Mom's Area

Image

Kebersihan dan menjaga kulit sensitive Bunda yang baru melahirkan

Wanita sering tidak memerhatikan penampilan dirinya usai melahirkan karena terlalu fokus pada bayinya. Padahal, masalah kulit yang dihadapi pasca melahirkan cukup beragam, mulai dari jerawat, gatal, hingga infeksi. Yuk, cari tahu cara merawatnya.

 

1. Mandi dua kali sehari. Sibuk mengurus bayi bukan alasan untuk tidak mandi. Justru rutinitas membersihkan tubuh ini tidak boleh ditinggalkan karena sekarang ada bayi yang 24 jam menempel di tubuh Bunda. Mandi teratur akan membersihkan tubuh dari keringat, kotoran, sisa ASI, serta mencegah risiko infeksi dari luka bekas persalinan.

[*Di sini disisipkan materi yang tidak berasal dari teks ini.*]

//! Registration server entry-point: settings, tracing, migrations, and the
//! HTTP listener.

mod server;

use std::ffi::OsString;

use actix_web::web;
use color_eyre::eyre::{Context, Result, eyre};
use ortho_config::OrthoConfig;
use tracing::{info, warn};
use tracing_subscriber::{EnvFilter, fmt};

use registration::inbound::http::health::HealthState;
use registration::outbound::persistence::{DbPool, PoolConfig, run_pending_migrations};
use server::{ServerConfig, ServerSettings, create_server};

#[actix_web::main]
async fn main() -> Result<()> {
    color_eyre::install()?;
    if let Err(e) = fmt()
        .with_env_filter(EnvFilter::from_default_env())
        .json()
        .try_init()
    {
        warn!(error = %e, "tracing init failed");
    }

    let settings = ServerSettings::load_from_iter(std::env::args_os().collect::<Vec<OsString>>())
        .map_err(|err| eyre!("failed to load settings: {err}"))?;

    let mut config = ServerConfig::new(settings.bind_addr());
    if let Some(database_url) = settings.database_url() {
        if settings.run_migrations() {
            let url = database_url.to_owned();
            let applied = web::block(move || run_pending_migrations(&url))
                .await
                .wrap_err("migration task failed")?
                .wrap_err("failed to apply database migrations")?;
            info!(applied, "database schema up to date");
        }
        let pool = DbPool::new(
            PoolConfig::new(database_url).with_max_size(settings.pool_max_size()),
        )
        .await
        .wrap_err("failed to build database pool")?;
        config = config.with_db_pool(pool);
    }

    let health_state = web::Data::new(HealthState::new());
    create_server(health_state, config)?.await?;
    Ok(())
}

2. Jaga kebersihan luka bekas persalinan. Luka episiotomi harus dijaga kebersihannya, misal dengan membasuh dari bagian depan ke belakang setiap habis buang air dan mengeringkannya dengan tisu bersih. Sedangkan luka bekas operasi bisa dirawat dengan rutin mengganti kain kassa steril penutup luka dan memastikan area di sekitar bekas jahitan selalu bersih.

3. Sering ganti pembalut. Setelah melahirkan, Bunda akan mengalami masa nifas selama kurang lebih 1 bulan. Ganti pembalut sesering mungkin untuk meminimalkan risiko infeksi pada vagina.

4. Kenakan pakaian dalam bersih. Ganti bra dan celana dalam minimal dua kali sehari. Segera ganti bra jika terkena rembesan ASI.

5. Pilih produk perawatan khusus kulit sensitif. Pasca melahirkan, Bunda mungkin mengalami masalah kulit berjerawat, kering dan bersisik, serta gatal-gatal. Jangan sembarang menggunakan produk perawatan kulit, karena bisa saja akan memperparah kondisi kulit Bunda. Jika masalah kulit sensitif sulit diatasi, sebaiknya segera konsultasikan dengan dokter kulit, dan jangan lupa katakan pada dokter tersebut bahwa Bunda sedang menyusui.

6. Istirahat yang cukup. Stres dan lelah ternyata juga bisa memicu masalah kulit pasca melahirkan. Oleh karena itu, pastikan Bunda mendapat istirahat yang cukup, misal dengan ikut tidur bersama bayi setelah ia menyusu.